[Excerpted data Boundary: Start]
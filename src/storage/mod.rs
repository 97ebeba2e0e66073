//! The storage contract a PromQL engine evaluates selectors against, and
//! its OpenTSDB implementation.
//!
//! Iteration follows a cursor protocol: sets and iterators start before
//! the first element, `next` advances and `at` reads the current element.

mod querier;
mod series;

pub use querier::{OpenTsdbQuerier, OpenTsdbQueryable};
pub use series::{OpenTsdbSeriesSet, SampleIterator};

use async_trait::async_trait;

use crate::context::QueryContext;
use crate::error::{Error, Result};
use crate::model::{LabelMatcher, LabelValue, Labels, SampleValue, Timestamp, TimeRange};

pub trait SeriesIterator: Send {
    /// Moves to the first sample at or after `t`, or to the last sample if
    /// every sample is older. Returns false only for an empty series.
    fn seek(&mut self, t: Timestamp) -> bool;

    /// The sample under the cursor, `None` until `next` or `seek` succeeds.
    fn at(&self) -> Option<(Timestamp, SampleValue)>;

    fn next(&mut self) -> bool;

    fn err(&self) -> Option<&Error>;
}

pub trait Series: Send + Sync {
    fn labels(&self) -> Labels;

    fn iterator(&self) -> Box<dyn SeriesIterator>;
}

pub trait SeriesSet: Send {
    fn next(&mut self) -> bool;

    fn at(&self) -> Option<&dyn Series>;

    /// The error that cut the select short, if any. Whatever series were
    /// collected stay iterable.
    fn err(&self) -> Option<&Error>;
}

#[async_trait]
pub trait Querier: Send + Sync {
    /// Never fails directly: errors are carried by the returned set.
    async fn select(&self, ctx: &QueryContext, matchers: &[LabelMatcher]) -> Box<dyn SeriesSet>;

    async fn label_values(&self, name: &str) -> Result<Vec<LabelValue>>;

    fn close(&self) -> Result<()>;
}

pub trait Appender: Send {
    fn add(&mut self, labels: &Labels, t: Timestamp, v: SampleValue) -> Result<()>;

    fn commit(&mut self) -> Result<()>;
}

pub trait Queryable: Send + Sync {
    fn querier(&self, range: TimeRange) -> Result<Box<dyn Querier>>;

    fn appender(&self) -> Result<Box<dyn Appender>>;
}
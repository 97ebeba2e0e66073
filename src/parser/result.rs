use std::fmt;

use nom_locate::LocatedSpan;

use crate::error::{Error, ErrorKind};

pub type Span<'a> = LocatedSpan<&'a str>;

pub type IResult<'a, O> = nom::IResult<Span<'a>, O, ParseError<'a>>;

#[derive(Debug, PartialEq)]
pub struct ParseError<'a> {
    message: String,
    wherein: Span<'a>,
}

impl<'a> ParseError<'a> {
    pub fn new(message: String, wherein: Span<'a>) -> Self {
        Self { message, wherein }
    }

    pub fn partial(wherein: &str, expected: &str, found: Span<'a>) -> Self {
        Self::new(
            format!(
                "unexpected {} in {}, expected {}",
                unexpected(found.fragment()),
                wherein,
                expected
            ),
            found,
        )
    }

    pub fn message(&self) -> &str {
        &self.message
    }

    pub fn line(&self) -> u32 {
        self.wherein.location_line()
    }

    pub fn offset(&self) -> usize {
        self.wherein.location_offset()
    }
}

impl<'a> fmt::Display for ParseError<'a> {
    fn fmt(&self, f: &mut fmt::Formatter) -> fmt::Result {
        write!(
            f,
            "{}:{}: parse error: {}",
            self.line(),
            self.offset(),
            self.message
        )
    }
}

impl<'a> nom::error::ParseError<Span<'a>> for ParseError<'a> {
    fn from_error_kind(input: Span<'a>, kind: nom::error::ErrorKind) -> Self {
        Self::new(format!("unexpected {:?}", kind), input)
    }

    fn append(_input: Span<'a>, _kind: nom::error::ErrorKind, other: Self) -> Self {
        other
    }

    fn from_char(input: Span<'a>, c: char) -> Self {
        Self::new(format!("expected '{}'", c), input)
    }
}

impl<'a> From<nom::Err<ParseError<'a>>> for ParseError<'a> {
    fn from(err: nom::Err<ParseError<'a>>) -> Self {
        match err {
            nom::Err::Error(e) | nom::Err::Failure(e) => e,
            nom::Err::Incomplete(_) => unreachable!("complete parsers never ask for more input"),
        }
    }
}

impl<'a> From<ParseError<'a>> for Error {
    fn from(err: ParseError<'a>) -> Self {
        Error::new(ErrorKind::InvalidArgument, &err.to_string())
    }
}

fn unexpected(found: &str) -> String {
    match found.chars().next() {
        None => String::from("EOF"),
        Some(c) => format!("\"{}\"", c),
    }
}
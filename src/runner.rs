use crate::context::QueryContext;
use crate::error::Result;
use crate::model::TimeRange;
use crate::output::{collect_matrix, ApiValue, Encoder, Writer};
use crate::parser::parse_selector;
use crate::storage::Queryable;

// selector -> Querier -> SeriesSet -> ApiValue -> Encoder -> Writer
//
// A failed select is still written out, as an encoded error, before the
// error is handed back to the caller.
pub struct Runner {
    storage: Box<dyn Queryable>,
    encoder: Box<dyn Encoder>,
    writer: Box<dyn Writer>,
}

impl Runner {
    pub fn new(
        storage: Box<dyn Queryable>,
        encoder: Box<dyn Encoder>,
        writer: Box<dyn Writer>,
    ) -> Self {
        Self {
            storage,
            encoder,
            writer,
        }
    }

    pub async fn select(
        &mut self,
        ctx: &QueryContext,
        selector: &str,
        range: TimeRange,
    ) -> Result<()> {
        let res = self.fetch(ctx, selector, range).await;

        match res {
            Ok(value) => {
                let buf = self.encoder.encode(&value)?;
                self.writer.write(&buf)?;
                Ok(())
            }
            Err(err) => {
                let buf = self.encoder.encode_error(&err)?;
                self.writer.write(&buf)?;
                Err(err)
            }
        }
    }

    async fn fetch(
        &self,
        ctx: &QueryContext,
        selector: &str,
        range: TimeRange,
    ) -> Result<ApiValue> {
        let matchers = parse_selector(selector)?;
        let querier = self.storage.querier(range)?;

        let mut set = querier.select(ctx, &matchers).await;
        let matrix = collect_matrix(set.as_mut());
        querier.close()?;

        Ok(ApiValue::Matrix(matrix?))
    }
}
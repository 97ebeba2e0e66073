use serde::{Serialize, Serializer};

use super::encoder::Encoder;
use crate::error::{Error, ErrorKind, Result};
use crate::model::{Labels, SampleValue, Timestamp};
use crate::output::{ApiValue, SeriesData};

// Range query - matrix
// {
//   "status": "success",
//   "data": {
//     "resultType": "matrix",
//     "result": [
//       {
//         "metric": {"__name__": "cpu", "host": "web-1"},
//         "values": [[1622104474, "0.938"], [1622104489, "0.94"]]
//       }
//     ]
//   }
// }
#[derive(Serialize)]
struct Success<T> {
    status: &'static str,
    data: T,
}

#[derive(Serialize)]
#[serde(rename_all = "camelCase")]
struct Matrix<'a> {
    result_type: &'static str,
    result: Vec<MatrixItem<'a>>,
}

#[derive(Serialize)]
struct MatrixItem<'a> {
    metric: &'a Labels,
    values: Vec<(UnixTime, String)>,
}

impl<'a> MatrixItem<'a> {
    fn new(series: &'a SeriesData) -> Self {
        Self {
            metric: &series.labels,
            values: series
                .samples
                .iter()
                .map(|&(t, v)| (UnixTime(t), format_value(v)))
                .collect(),
        }
    }
}

// {"status": "error", "errorType": "bad_data", "error": "..."}
#[derive(Serialize)]
#[serde(rename_all = "camelCase")]
struct Failure<'a> {
    status: &'static str,
    error_type: &'static str,
    error: &'a str,
}

pub struct PromApiEncoder {}

impl PromApiEncoder {
    pub fn new() -> Self {
        Self {}
    }
}

impl Default for PromApiEncoder {
    fn default() -> Self {
        Self::new()
    }
}

impl Encoder for PromApiEncoder {
    fn encode(&self, value: &ApiValue) -> Result<Vec<u8>> {
        let buf = match value {
            ApiValue::Matrix(matrix) => serde_json::to_vec(&Success {
                status: "success",
                data: Matrix {
                    result_type: "matrix",
                    result: matrix.iter().map(MatrixItem::new).collect(),
                },
            })?,
            ApiValue::Series(series) => serde_json::to_vec(&Success {
                status: "success",
                data: series,
            })?,
            ApiValue::LabelValues(values) => serde_json::to_vec(&Success {
                status: "success",
                data: values,
            })?,
        };
        Ok(buf)
    }

    fn encode_error(&self, err: &Error) -> Result<Vec<u8>> {
        let message = err.to_string();
        Ok(serde_json::to_vec(&Failure {
            status: "error",
            error_type: error_type(err.kind()),
            error: &message,
        })?)
    }
}

/// Prometheus API error type for an error kind.
pub fn error_type(kind: ErrorKind) -> &'static str {
    match kind {
        ErrorKind::InvalidArgument | ErrorKind::UnsupportedMatcher => "bad_data",
        ErrorKind::UnsupportedOperation => "unavailable",
        ErrorKind::Transport | ErrorKind::Decode => "execution",
        ErrorKind::Canceled => "canceled",
        ErrorKind::Timeout => "timeout",
        ErrorKind::Io => "internal",
    }
}

// Same spelling as Go's strconv.FormatFloat(v, 'f', -1, 64), which is what
// Prometheus puts on the wire.
fn format_value(v: SampleValue) -> String {
    if v.is_nan() {
        String::from("NaN")
    } else if v.is_infinite() {
        String::from(if v > 0.0 { "+Inf" } else { "-Inf" })
    } else {
        v.to_string()
    }
}

// Seconds as Prometheus writes them: 1622104474, 1622104489.5.
struct UnixTime(Timestamp);

impl Serialize for UnixTime {
    fn serialize<S: Serializer>(&self, serializer: S) -> std::result::Result<S::Ok, S::Error> {
        if self.0 % 1000 == 0 {
            serializer.serialize_i64(self.0 / 1000)
        } else {
            serializer.serialize_f64(self.0 as f64 / 1000.0)
        }
    }
}
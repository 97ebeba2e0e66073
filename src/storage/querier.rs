use async_trait::async_trait;

use super::series::OpenTsdbSeriesSet;
use super::{Appender, Querier, Queryable, SeriesSet};
use crate::config::Config;
use crate::context::QueryContext;
use crate::error::{Error, ErrorKind, Result};
use crate::model::{LabelMatcher, LabelValue, TimeRange};
use crate::opentsdb::{build_request, MatcherPolicy, OpenTsdbClient, ResponseEntry};

/// Read-only storage backed by an OpenTSDB instance.
pub struct OpenTsdbQueryable {
    config: Config,
    http: reqwest::Client,
}

impl OpenTsdbQueryable {
    pub fn new(config: Config) -> Result<Self> {
        let http = reqwest::Client::builder()
            .build()
            .map_err(|e| Error::with_source(ErrorKind::Transport, "couldn't create HTTP client", e))?;
        Ok(Self { config, http })
    }

    pub fn config(&self) -> &Config {
        &self.config
    }
}

impl Queryable for OpenTsdbQueryable {
    fn querier(&self, range: TimeRange) -> Result<Box<dyn Querier>> {
        Ok(Box::new(OpenTsdbQuerier::new(
            OpenTsdbClient::from_config(&self.config, self.http.clone())?,
            range,
            self.config.matcher_policy(),
        )))
    }

    fn appender(&self) -> Result<Box<dyn Appender>> {
        Err(Error::unsupported_operation(
            "OpenTSDB storage is read-only, appending isn't supported",
        ))
    }
}

/// Serves the selects of a single query within fixed time bounds.
pub struct OpenTsdbQuerier {
    client: OpenTsdbClient,
    range: TimeRange,
    policy: MatcherPolicy,
}

impl OpenTsdbQuerier {
    pub fn new(client: OpenTsdbClient, range: TimeRange, policy: MatcherPolicy) -> Self {
        Self {
            client,
            range,
            policy,
        }
    }

    pub fn range(&self) -> TimeRange {
        self.range
    }

    async fn fetch(
        &self,
        ctx: &QueryContext,
        matchers: &[LabelMatcher],
    ) -> Result<Vec<ResponseEntry>> {
        let request = build_request(self.range, matchers, self.policy)?;
        self.client.query(ctx, &request).await
    }
}

#[async_trait]
impl Querier for OpenTsdbQuerier {
    async fn select(&self, ctx: &QueryContext, matchers: &[LabelMatcher]) -> Box<dyn SeriesSet> {
        match self.fetch(ctx, matchers).await {
            Ok(series) => Box::new(OpenTsdbSeriesSet::new(series)),
            Err(err) => {
                tracing::debug!(error = %err, kind = %err.kind(), "select failed");
                Box::new(OpenTsdbSeriesSet::from_error(err))
            }
        }
    }

    async fn label_values(&self, name: &str) -> Result<Vec<LabelValue>> {
        Err(Error::unsupported_operation(&format!(
            "listing values of label {:?} isn't supported by OpenTSDB storage",
            name
        )))
    }

    fn close(&self) -> Result<()> {
        Ok(())
    }
}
[Excerpted data Boundary: End]
Problem requirements:
Only the number is needed here: how many lines of the records contain "ResponseEntry"?

Task output:
2